Ancient eggshell yields its DNA
By Pallab Ghosh Science correspondent, BBC News
Researchers have found that eggshells of extinct bird species are a rich source of preserved DNA.
An international team isolated the delicate DNA molecules of species including the massive "elephant birds" of the genus Aepyorni.
The Proceedings of the Royal Society B research demonstrated the approach also on emu, ducks and the extinct moa.
The team says that the technique will enable researchers to learn more about ancient birds and why they died out.
"Researchers have tried unsuccessfully to isolate DNA from a fossil eggshell for years," said Charlotte Oskam at Murdoch University in Western Australia, who authored the research.
"It just turned out that they were using a method designed for bone that was not suitable for a fossil eggshell."
The team has obtained DNA from the shells of a variety of species, most notably the elephant bird Aepyornis, which at half a tonne was heaviest bird to have ever existed.

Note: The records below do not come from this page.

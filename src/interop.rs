//! Buffer views over importer-owned memory.
//!
//! The importer allocates arrays of the layout-exact types during an import
//! and frees them when the scene is released. The functions here expose such
//! an array as an ordinary slice without copying. The caller supplies the
//! element size the native headers declare for the buffer; construction fails
//! before any memory is touched if that size does not match the size this
//! build compiled the target type to (an ABI mismatch between binding and
//! library versions).
//!
//! A view is a plain reborrow of native memory: writes through a mutable view
//! are immediately visible to the native side. A view must not be used after
//! the matching release call; that is a caller obligation, nothing here
//! tracks the native allocation.

use std::mem;
use std::slice;

use texture::Texel;
use types::{Color3D, Color4D, Matrix3x3, Matrix4x4, Quaternion, Vector2D, Vector3D};

/// The declared element size of a native buffer does not match the size the
/// target type was compiled to. Nothing was read from the buffer.
#[derive(Debug, Fail, PartialEq)]
#[fail(
    display = "native element size ({} bytes) does not match the compiled size of the target type ({} bytes)",
    native_size, compiled_size
)]
pub struct ElementSizeMismatch {
    pub native_size: usize,
    pub compiled_size: usize,
}

/// Marker for value types whose memory layout matches the corresponding
/// native structure byte for byte.
///
/// Implementing this is a promise that a pointer into a native buffer of the
/// mirrored structure can be reinterpreted as a pointer to `Self`.
/// `NATIVE_SIZE` is the structure size the native headers document, checked
/// against `size_of::<Self>()` whenever a view is constructed.
pub unsafe trait NativeLayout: Copy {
    /// Size in bytes of the native counterpart structure.
    const NATIVE_SIZE: usize;
}

unsafe impl NativeLayout for Vector2D {
    const NATIVE_SIZE: usize = 8;
}

unsafe impl NativeLayout for Vector3D {
    const NATIVE_SIZE: usize = 12;
}

unsafe impl NativeLayout for Color3D {
    const NATIVE_SIZE: usize = 12;
}

unsafe impl NativeLayout for Color4D {
    const NATIVE_SIZE: usize = 16;
}

unsafe impl NativeLayout for Quaternion {
    const NATIVE_SIZE: usize = 16;
}

unsafe impl NativeLayout for Matrix3x3 {
    const NATIVE_SIZE: usize = 36;
}

unsafe impl NativeLayout for Matrix4x4 {
    const NATIVE_SIZE: usize = 64;
}

unsafe impl NativeLayout for Texel {
    const NATIVE_SIZE: usize = 4;
}

fn check_element_size<T: NativeLayout>(element_size: usize) -> Result<(), ElementSizeMismatch> {
    let compiled_size = mem::size_of::<T>();
    if element_size != compiled_size {
        error!(
            "refusing to map native buffer: element size {} vs compiled size {}",
            element_size, compiled_size
        );
        return Err(ElementSizeMismatch {
            native_size: element_size,
            compiled_size,
        });
    }
    Ok(())
}

/// Read-only view of `count` elements starting at `data`.
///
/// A null `data` or a zero `count` yields an empty slice. Unsafe because the
/// caller must guarantee that the buffer really holds `count` elements of
/// this layout and stays alive (unreleased) for the lifetime `'a`.
pub unsafe fn buffer_view<'a, T: NativeLayout>(
    data: *const T,
    count: usize,
    element_size: usize,
) -> Result<&'a [T], ElementSizeMismatch> {
    check_element_size::<T>(element_size)?;
    if data.is_null() || count == 0 {
        return Ok(&[]);
    }
    trace!("mapping native buffer: {} x {} bytes", count, element_size);
    Ok(slice::from_raw_parts(data, count))
}

/// Read/write view of `count` elements starting at `data`. Writes go straight
/// to the native memory; nothing is buffered or deferred. Same contract as
/// [`buffer_view`], plus exclusivity: no other view of the same buffer may be
/// live at the same time.
pub unsafe fn buffer_view_mut<'a, T: NativeLayout>(
    data: *mut T,
    count: usize,
    element_size: usize,
) -> Result<&'a mut [T], ElementSizeMismatch> {
    check_element_size::<T>(element_size)?;
    if data.is_null() || count == 0 {
        return Ok(&mut []);
    }
    trace!("mapping native buffer: {} x {} bytes (mut)", count, element_size);
    Ok(slice::from_raw_parts_mut(data, count))
}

Aepyornis looked like an outsized ostrich, standing three metres tall; most of them died out 1,000 years ago.
Archaeologist Mike Parker Pearson at the University of Sheffield hopes that an analysis of the bird's DNA will shed more light on why the bird went extinct.
The extinction coincided with humans arriving at Aepyornis's natural habitat in Madagascar.
The mystery, according to Professor Parker Pearson, is that there's no evidence that the bird was hunted by humans.
"There's not even evidence that they ate the eggs - even though each one could make omelettes for 30 people," he told BBC News.
The elephant bird may be at the root of legends about giant birds. Marco Polo claimed erroneously that these giant birds could fly. There are also tales of birds that could pick up elephants in 1001 Arabian Nights.
There are complete skeletons of the elephant bird, but by analysing its DNA researchers hope to build up a more detailed picture of the creature and discover why it went extinct.